→ Task data
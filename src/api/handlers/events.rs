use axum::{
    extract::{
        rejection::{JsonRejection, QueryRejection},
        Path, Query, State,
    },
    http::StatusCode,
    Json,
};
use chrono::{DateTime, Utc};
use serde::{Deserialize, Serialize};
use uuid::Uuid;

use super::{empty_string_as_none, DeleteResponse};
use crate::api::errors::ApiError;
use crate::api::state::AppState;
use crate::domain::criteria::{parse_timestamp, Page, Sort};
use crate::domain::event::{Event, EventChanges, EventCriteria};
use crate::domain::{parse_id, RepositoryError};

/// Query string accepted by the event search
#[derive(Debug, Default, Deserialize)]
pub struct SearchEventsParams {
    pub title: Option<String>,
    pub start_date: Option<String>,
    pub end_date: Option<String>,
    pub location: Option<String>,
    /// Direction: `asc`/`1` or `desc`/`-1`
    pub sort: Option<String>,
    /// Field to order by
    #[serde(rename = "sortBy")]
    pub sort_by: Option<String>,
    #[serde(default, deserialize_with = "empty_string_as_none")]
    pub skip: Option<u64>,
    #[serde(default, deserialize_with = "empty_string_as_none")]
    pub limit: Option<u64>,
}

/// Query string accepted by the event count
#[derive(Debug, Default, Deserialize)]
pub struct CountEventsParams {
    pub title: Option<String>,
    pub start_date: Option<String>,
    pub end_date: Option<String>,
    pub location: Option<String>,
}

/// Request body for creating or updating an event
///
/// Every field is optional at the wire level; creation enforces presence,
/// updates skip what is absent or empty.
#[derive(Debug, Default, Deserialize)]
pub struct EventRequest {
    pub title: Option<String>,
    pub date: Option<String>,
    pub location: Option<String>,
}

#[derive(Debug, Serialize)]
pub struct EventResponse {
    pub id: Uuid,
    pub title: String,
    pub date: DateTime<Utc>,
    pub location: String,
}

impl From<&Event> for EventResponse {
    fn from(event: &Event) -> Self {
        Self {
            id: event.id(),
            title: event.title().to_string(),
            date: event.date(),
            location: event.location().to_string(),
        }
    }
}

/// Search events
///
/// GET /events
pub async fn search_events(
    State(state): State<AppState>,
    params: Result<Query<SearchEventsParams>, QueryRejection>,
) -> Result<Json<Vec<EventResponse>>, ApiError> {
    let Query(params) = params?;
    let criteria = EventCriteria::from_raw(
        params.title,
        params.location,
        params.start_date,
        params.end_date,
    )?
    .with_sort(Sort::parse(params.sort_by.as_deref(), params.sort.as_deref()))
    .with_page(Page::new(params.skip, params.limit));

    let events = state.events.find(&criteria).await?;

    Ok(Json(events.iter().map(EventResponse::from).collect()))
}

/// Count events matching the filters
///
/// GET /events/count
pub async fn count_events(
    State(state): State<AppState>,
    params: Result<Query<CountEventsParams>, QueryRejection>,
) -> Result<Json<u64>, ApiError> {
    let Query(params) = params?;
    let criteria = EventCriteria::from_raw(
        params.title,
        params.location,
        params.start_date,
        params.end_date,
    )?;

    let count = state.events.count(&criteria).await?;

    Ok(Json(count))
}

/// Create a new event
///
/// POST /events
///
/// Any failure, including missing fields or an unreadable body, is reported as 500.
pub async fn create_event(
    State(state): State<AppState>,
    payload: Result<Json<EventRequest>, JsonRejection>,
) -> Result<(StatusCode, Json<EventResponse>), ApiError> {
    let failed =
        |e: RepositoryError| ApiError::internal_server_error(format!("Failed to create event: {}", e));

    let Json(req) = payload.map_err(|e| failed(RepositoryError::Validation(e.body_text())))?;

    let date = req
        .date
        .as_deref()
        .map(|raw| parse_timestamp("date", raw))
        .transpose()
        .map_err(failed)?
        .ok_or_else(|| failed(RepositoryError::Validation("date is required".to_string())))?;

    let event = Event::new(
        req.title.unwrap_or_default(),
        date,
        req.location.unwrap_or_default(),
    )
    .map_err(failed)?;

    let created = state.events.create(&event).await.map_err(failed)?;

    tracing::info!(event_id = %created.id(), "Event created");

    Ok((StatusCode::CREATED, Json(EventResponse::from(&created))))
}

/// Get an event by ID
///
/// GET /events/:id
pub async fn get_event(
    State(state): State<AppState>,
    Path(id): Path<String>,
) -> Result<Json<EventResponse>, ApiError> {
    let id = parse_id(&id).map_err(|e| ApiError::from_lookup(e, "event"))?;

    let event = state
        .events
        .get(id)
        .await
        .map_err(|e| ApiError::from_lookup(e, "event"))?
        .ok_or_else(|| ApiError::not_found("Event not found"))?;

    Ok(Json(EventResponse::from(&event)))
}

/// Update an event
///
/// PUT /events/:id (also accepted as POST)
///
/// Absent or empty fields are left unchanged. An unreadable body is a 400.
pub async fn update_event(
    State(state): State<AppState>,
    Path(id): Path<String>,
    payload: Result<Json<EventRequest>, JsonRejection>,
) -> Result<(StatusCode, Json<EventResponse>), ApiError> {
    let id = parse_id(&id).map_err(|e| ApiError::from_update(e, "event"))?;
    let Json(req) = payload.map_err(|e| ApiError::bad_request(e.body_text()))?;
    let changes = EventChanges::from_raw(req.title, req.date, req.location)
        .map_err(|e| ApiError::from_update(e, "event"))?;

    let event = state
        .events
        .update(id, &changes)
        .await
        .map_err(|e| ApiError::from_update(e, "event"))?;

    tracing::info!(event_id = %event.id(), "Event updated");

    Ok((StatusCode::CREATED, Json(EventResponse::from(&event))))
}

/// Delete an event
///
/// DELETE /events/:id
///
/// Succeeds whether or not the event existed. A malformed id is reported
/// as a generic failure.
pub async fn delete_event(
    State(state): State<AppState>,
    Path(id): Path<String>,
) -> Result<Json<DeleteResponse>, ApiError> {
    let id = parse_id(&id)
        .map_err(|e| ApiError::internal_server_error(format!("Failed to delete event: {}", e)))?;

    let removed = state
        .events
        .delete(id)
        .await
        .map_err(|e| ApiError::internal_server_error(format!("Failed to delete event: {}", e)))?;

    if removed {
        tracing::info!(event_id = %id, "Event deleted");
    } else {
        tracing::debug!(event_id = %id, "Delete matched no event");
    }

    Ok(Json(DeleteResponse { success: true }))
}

--

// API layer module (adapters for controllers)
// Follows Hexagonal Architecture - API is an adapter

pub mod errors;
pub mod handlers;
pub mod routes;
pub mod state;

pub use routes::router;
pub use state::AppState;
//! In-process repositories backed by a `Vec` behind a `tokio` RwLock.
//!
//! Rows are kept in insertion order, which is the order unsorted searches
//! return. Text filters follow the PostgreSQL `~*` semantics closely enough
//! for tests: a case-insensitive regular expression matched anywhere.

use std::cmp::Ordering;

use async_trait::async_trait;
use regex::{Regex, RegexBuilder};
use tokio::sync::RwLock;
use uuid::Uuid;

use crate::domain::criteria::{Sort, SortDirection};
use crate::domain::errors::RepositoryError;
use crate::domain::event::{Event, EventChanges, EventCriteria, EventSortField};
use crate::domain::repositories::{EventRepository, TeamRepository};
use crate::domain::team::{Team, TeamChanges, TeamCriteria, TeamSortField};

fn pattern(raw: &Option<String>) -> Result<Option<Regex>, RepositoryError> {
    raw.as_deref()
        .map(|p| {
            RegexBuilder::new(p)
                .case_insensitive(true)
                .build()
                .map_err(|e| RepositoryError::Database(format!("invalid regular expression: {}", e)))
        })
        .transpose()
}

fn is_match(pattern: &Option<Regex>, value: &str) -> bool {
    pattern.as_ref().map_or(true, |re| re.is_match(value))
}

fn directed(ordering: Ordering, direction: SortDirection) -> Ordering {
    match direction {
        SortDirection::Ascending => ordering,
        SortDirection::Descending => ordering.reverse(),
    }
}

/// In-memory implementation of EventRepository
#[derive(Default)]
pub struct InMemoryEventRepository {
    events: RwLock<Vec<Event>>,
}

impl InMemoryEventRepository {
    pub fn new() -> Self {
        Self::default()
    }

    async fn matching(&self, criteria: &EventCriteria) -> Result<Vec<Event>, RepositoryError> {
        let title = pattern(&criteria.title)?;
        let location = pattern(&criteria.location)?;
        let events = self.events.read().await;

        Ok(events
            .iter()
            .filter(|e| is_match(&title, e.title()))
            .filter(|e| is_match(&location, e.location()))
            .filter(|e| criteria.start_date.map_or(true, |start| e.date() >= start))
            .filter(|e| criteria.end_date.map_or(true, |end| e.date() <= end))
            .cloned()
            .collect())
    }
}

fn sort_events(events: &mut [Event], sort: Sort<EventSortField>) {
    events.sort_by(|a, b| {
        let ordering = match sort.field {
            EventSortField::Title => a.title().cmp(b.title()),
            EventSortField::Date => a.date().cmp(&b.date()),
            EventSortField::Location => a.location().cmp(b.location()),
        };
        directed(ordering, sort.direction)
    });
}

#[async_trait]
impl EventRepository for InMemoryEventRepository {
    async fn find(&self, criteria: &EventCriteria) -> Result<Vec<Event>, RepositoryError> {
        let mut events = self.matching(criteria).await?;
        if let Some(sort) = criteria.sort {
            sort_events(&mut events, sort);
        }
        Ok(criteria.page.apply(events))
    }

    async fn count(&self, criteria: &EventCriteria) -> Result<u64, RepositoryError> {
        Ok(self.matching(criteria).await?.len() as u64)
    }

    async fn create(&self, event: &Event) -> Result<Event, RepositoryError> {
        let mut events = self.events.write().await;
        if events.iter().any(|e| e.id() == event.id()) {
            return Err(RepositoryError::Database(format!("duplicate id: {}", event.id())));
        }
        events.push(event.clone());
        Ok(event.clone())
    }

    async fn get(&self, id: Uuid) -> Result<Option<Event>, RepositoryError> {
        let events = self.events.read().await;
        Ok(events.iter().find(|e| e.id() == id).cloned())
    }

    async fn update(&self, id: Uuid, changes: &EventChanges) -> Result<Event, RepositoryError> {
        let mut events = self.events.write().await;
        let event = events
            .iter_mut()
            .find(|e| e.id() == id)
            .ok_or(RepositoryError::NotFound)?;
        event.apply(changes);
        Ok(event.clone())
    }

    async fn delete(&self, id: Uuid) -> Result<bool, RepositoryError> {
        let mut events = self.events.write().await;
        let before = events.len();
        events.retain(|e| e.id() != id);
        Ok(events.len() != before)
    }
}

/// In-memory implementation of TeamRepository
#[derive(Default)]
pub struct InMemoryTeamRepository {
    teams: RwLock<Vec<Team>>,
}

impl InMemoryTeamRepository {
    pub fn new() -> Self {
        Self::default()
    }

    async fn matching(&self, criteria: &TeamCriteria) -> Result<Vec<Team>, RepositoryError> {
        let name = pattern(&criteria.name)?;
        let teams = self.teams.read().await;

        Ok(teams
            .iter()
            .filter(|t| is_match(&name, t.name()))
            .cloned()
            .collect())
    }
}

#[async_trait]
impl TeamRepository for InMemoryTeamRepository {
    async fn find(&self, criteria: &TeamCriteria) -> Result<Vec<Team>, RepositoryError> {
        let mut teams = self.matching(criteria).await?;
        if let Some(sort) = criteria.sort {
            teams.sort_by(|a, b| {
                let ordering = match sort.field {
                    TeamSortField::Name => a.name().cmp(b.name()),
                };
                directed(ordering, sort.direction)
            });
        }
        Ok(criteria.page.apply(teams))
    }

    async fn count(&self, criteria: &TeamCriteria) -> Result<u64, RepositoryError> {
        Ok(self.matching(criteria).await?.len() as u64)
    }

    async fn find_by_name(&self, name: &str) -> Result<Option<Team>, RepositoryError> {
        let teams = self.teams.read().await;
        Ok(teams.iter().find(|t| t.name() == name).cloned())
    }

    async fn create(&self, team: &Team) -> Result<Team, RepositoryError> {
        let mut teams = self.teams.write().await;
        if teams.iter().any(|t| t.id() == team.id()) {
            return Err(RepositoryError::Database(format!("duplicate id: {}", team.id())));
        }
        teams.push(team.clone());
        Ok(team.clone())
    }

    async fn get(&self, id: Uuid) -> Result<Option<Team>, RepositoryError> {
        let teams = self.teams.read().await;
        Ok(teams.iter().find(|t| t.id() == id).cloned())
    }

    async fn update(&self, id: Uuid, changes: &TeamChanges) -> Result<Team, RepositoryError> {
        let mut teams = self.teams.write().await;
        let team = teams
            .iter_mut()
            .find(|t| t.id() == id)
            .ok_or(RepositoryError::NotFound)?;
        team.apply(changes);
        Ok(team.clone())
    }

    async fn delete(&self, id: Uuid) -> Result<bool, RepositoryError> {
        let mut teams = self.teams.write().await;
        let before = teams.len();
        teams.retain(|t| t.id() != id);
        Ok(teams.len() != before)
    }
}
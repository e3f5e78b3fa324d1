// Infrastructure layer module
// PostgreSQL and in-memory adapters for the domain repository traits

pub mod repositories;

* * *

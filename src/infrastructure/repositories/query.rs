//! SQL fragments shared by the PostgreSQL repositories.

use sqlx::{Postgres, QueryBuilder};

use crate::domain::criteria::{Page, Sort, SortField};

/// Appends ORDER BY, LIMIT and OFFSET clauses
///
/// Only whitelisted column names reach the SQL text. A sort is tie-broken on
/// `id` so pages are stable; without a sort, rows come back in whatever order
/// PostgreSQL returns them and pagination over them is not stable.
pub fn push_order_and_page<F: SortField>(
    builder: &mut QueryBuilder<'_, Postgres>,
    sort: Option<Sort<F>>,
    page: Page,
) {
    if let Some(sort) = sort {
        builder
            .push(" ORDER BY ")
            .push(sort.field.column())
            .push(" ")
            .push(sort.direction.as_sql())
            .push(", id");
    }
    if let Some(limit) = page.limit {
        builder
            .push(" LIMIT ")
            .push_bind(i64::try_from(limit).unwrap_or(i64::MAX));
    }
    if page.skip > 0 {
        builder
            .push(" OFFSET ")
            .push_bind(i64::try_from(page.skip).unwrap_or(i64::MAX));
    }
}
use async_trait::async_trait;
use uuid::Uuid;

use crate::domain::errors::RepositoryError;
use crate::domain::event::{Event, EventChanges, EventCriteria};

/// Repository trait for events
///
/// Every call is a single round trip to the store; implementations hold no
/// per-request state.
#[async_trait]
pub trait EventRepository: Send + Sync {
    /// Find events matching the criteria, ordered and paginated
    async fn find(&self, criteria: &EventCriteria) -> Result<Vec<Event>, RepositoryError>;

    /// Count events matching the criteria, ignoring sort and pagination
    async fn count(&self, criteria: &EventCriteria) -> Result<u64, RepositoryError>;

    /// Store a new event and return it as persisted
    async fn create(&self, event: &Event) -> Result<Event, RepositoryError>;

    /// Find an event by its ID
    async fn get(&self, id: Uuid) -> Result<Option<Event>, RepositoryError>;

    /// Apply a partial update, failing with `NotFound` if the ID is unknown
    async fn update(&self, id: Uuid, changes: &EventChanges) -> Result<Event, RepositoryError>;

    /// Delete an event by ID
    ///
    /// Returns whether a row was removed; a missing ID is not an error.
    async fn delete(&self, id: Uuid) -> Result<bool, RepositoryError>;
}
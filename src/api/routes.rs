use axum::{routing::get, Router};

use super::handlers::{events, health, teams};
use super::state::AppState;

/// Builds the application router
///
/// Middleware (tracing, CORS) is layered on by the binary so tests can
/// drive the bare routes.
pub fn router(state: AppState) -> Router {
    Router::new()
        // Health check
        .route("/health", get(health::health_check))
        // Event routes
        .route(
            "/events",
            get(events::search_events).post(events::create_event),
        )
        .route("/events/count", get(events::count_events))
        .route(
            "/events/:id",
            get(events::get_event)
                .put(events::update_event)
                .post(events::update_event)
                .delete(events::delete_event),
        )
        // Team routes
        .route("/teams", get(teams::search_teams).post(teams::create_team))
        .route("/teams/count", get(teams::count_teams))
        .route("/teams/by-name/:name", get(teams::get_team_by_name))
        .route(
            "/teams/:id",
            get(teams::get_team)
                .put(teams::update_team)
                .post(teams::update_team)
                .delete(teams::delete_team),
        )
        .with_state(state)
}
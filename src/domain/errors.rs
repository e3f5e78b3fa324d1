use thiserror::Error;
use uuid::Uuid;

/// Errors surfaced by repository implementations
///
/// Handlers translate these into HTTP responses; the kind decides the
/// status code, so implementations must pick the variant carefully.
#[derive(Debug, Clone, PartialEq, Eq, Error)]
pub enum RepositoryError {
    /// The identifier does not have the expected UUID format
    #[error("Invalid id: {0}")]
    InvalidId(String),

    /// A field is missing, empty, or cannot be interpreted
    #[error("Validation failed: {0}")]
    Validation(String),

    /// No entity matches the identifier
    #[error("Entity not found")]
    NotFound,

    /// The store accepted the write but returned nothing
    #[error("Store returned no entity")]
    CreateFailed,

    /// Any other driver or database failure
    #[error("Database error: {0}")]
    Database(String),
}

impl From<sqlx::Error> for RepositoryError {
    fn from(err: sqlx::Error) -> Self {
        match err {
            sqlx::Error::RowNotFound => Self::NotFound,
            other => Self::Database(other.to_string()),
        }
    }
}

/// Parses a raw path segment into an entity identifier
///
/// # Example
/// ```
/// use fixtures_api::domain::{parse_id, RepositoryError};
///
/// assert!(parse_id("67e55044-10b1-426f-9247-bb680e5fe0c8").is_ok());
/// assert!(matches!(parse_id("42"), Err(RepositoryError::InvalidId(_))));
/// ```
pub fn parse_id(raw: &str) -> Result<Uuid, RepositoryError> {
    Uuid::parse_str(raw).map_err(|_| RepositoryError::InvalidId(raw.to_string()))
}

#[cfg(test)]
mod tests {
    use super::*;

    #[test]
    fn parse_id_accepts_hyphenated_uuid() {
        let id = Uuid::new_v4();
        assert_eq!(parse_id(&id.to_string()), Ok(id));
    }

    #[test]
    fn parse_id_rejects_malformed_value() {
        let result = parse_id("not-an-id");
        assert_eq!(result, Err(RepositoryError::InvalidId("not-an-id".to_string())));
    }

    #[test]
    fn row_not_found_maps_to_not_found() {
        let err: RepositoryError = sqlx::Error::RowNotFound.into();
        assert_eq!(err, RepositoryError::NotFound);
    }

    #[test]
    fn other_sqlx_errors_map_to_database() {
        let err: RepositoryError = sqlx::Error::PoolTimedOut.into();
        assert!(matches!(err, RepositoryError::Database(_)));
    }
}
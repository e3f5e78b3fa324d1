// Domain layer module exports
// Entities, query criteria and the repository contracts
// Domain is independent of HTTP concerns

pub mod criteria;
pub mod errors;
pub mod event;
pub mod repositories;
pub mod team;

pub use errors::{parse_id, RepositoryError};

→ Exercise
Go through the data above line by line, count those that contain the string "duplicate", and reply with the count only.

→ Output
2